ベトナム戦争終結により、医師・医学生が大量に帰国した為、外国人医師への門戸が閉ざされ、70年代後半になる頃には米国で臨床研修を受ける日本人医師はほぼゼロになっていた。
日本の医学界には権威主義がはびこり欧米に大きく遅れをとることになる。
この状況に危惧を抱いたのが、ペンシルバニア大学で教授を務めていた故・浅倉稔生教授。ペンシルバニア大学は、かつて野口英世が学び、世界的な医学者としての道をスタートした、ゆかりのキャンパスであることから、浅倉教授はペンシルバニア大学の在るフィラデルフィアの地に野口英世を記念とする財団を設立し、日米の医学交流に促進することで第二・第三の野口英世を誕生させる構想を描いた。

Japanese Resident Physicians in the U.S.

設立

1983 米国財団法人野口医学研究所の誕生

浅倉教授はプロジェクトを実現させるべく教え子の浅野嘉久に話を持ちかけ、ほどなくしてフィラデルフィア副市長だったJ. マイケルケニーが実行委員会に加わった。
更に、この構想に賛同した故・日野原重明先生の肝煎りとトーマス・ジェファーソン大学のジョセフ S. ゴネラ教授の提言、そして多くの友の努力によって、遂に野口医学研究所が設立される。

第1段階

1983- 米国先進臨床医学の導入

設立の主要メンバーであるジョセフ S. ゴネラ教授の企画により、日米の医学交流が開始。
米国留学を希望する若き医師や医学生を対象とした医学交流セミナーを定期的に開催し、米国の著名な教授や留学後に日本で活躍している医師らにより、米国医療の現状や留学に必要な知識などを提供。
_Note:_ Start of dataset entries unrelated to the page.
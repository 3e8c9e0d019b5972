//! HTTP DTOs for event endpoints.

use serde::{Deserialize, Serialize};

use crate::domain::event::{converter, EditorState, Event};
use crate::ports::EventWithPages;

/// Request to create an event.
#[derive(Debug, Clone, Deserialize)]
pub struct CreateEventRequest {
    pub name: String,
    pub domain_code: String,
    /// Landing pages in editor shape; missing slots are padded on save.
    #[serde(default)]
    pub editor: EditorState,
}

/// Request to update an event. Absent fields are left untouched.
#[derive(Debug, Clone, Deserialize)]
pub struct UpdateEventRequest {
    pub name: Option<String>,
    pub domain_code: Option<String>,
    pub is_published: Option<bool>,
    pub editor: Option<EditorState>,
}

/// An event without its page payload.
#[derive(Debug, Clone, Serialize)]
pub struct EventDto {
    pub id: String,
    pub name: String,
    pub domain_code: String,
    pub is_published: bool,
    pub created_at: String,
    pub updated_at: String,
}

impl From<&Event> for EventDto {
    fn from(event: &Event) -> Self {
        Self {
            id: event.id.to_string(),
            name: event.name.clone(),
            domain_code: event.domain_code.clone(),
            is_published: event.is_published,
            created_at: event.created_at.as_datetime().to_rfc3339(),
            updated_at: event.updated_at.as_datetime().to_rfc3339(),
        }
    }
}

/// An event with its landing pages back in editor shape.
#[derive(Debug, Serialize)]
pub struct EventDetailResponse {
    pub success: bool,
    pub event: EventDto,
    pub editor: EditorState,
}

impl From<&EventWithPages> for EventDetailResponse {
    fn from(found: &EventWithPages) -> Self {
        Self {
            success: true,
            event: EventDto::from(&found.event),
            editor: converter::to_editor(&found.pages),
        }
    }
}

/// Response for the event list.
#[derive(Debug, Serialize)]
pub struct ListEventsResponse {
    pub success: bool,
    pub events: Vec<EventDto>,
}

/// Minimal acknowledgement envelope.
#[derive(Debug, Serialize)]
pub struct AckResponse {
    pub success: bool,
}
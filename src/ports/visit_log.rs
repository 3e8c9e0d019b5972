//! Visit log port.

use async_trait::async_trait;

use crate::domain::foundation::{DomainError, EventId, Timestamp};

/// Append-only page-visit log.
///
/// Recording is best-effort: callers log and swallow failures rather than
/// failing the page view that triggered them.
#[async_trait]
pub trait VisitLog: Send + Sync {
    /// Appends one visit for the event.
    async fn record(&self, event_id: &EventId, at: Timestamp) -> Result<(), DomainError>;
}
又、米国の医療現場で貴重な臨床経験を得ることができる留学プログラムを実施し始める。

第2段階

2009- ジェネラリスト・ドクターの育成

例えば機内で急病人が発生し「お医者様はいませんか?」を問われた時、「自分は眼科医だから・・・」と医療を施すことが出来ないのでは困る。その為、例え専門医であっても、ニーズに合わせたジェネラルに対応することが必要であるとの考えから、野口医学研究所の医学教育プログラムに於いても、専門に偏りすぎないジェネラルな力を養成することに焦点が当てられるようになる。
日本の卒後臨床研修指導医を対象に、米国のACGMEのトーマス J. ナスカ先生を日本に招いて開催した野口医学研究所主催のトップ会談に於いても、優れたジェネラリストを育成する為にはどうすればよいかについて、活発な議論が交わされた。

野口医学研究所主催
トップ会議

第3段階

2012- Artの心の重要性

トーマス・ジェファーソン大学のチャールズ A. ポール教授は、「”心の触れ合い”こそ、良き臨床医に必要とされる大切な資質であり、患者を物理的に診るだけでなく、心と心で触れ合うことによって、患者の気持ちを理解し、問題を解決に導くことができる」との考えを示している。
そして、その為には、「Art そのものを理解する感性こそが大切だ」と唱える。
こうしたポール教授の影響により、野口医学研究所の医学教育・交流活動では、医療に於ける”Artの心”を重要視するようになる。

第4段階

2016- 医師と患者との間に在るべき共感や心の交流

“Artの心”と共に必要とされるのが、徹底したHumanityの教育である。
段階を経て、現在、野口医学研究所の理念は、医学教育の原点とも言える『Humanity & Empathy in Medicine(患者優先の医療)』に至った。
患者の痛みや苦しみに共感し、「私たちに治させて下さい」という精神で寄り添うことができる医療人の育成を目指し、活動している。

Compassion

– Humanity & Empathy in Medicine –

医学知識や技術の習得のみならず、患者の痛みや苦しみに共感し心に寄り添うことのできる人間性を持ち合わせた医療人の育成に加え、この理念に基づき、商品やサービスを提供していくことを意味しています。